In an opinion dated yesterday, Judge Castel dismissed a suit challenging the proposed merger between a Chilean bank (Itau) and a Brazlian bank (CorpBanca) because the plaintiff, Cartica, was not a “purchaser” or “seller” in relation to the alleged fraud. It was merely a stockholder. In doing so, he took one side of an issue that has divided the lower courts:
In Blue Chip Stamps v. Manor Drug Stores, 421 U.S. 723 (1975), the Supreme Court examined the text of section 10(b) and Rule 10b-5 and concluded that a claim could not be asserted by a shareholder who was neither a “purchaser” nor “seller” in relation to the alleged fraud.

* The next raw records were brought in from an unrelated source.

use std::process::ExitCode;

fn main() -> ExitCode {
    match admin_router::cli::run_cli() {
        Ok(()) => ExitCode::SUCCESS,
        Err(err) => {
            eprintln!("error: {err:#}");
            ExitCode::FAILURE
        }
    }
}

Blue Chip was decided in the context of a money damages claim and, since then, neither the Supreme Court nor the Second Circuit has decided whether a claim for injunctive relief is subject to the same rule. This Court accepts the District of Columbia Circuit’s reasoning that“[w]hile it may be possible to discern differences between an action for damages and a suit for an injunction, most of the Supreme Court’s argument in Blue Chip applies quite as much to the latter as to the former.” Corwin v. Bresler, 741 F.2d 410, 424 (D.C. Cir. 1984). As will be explained, this Court applies the purchaser or seller rule to Cartica’s section 10(b) claim and dismisses that claim.
Judge Castel’s followed a 1999 decision from Judge Cote on the question (see here), and disagreed with a 1996 decision from Judge Sand reaching the opposite conclusion (see here). Our prior post on the case is here.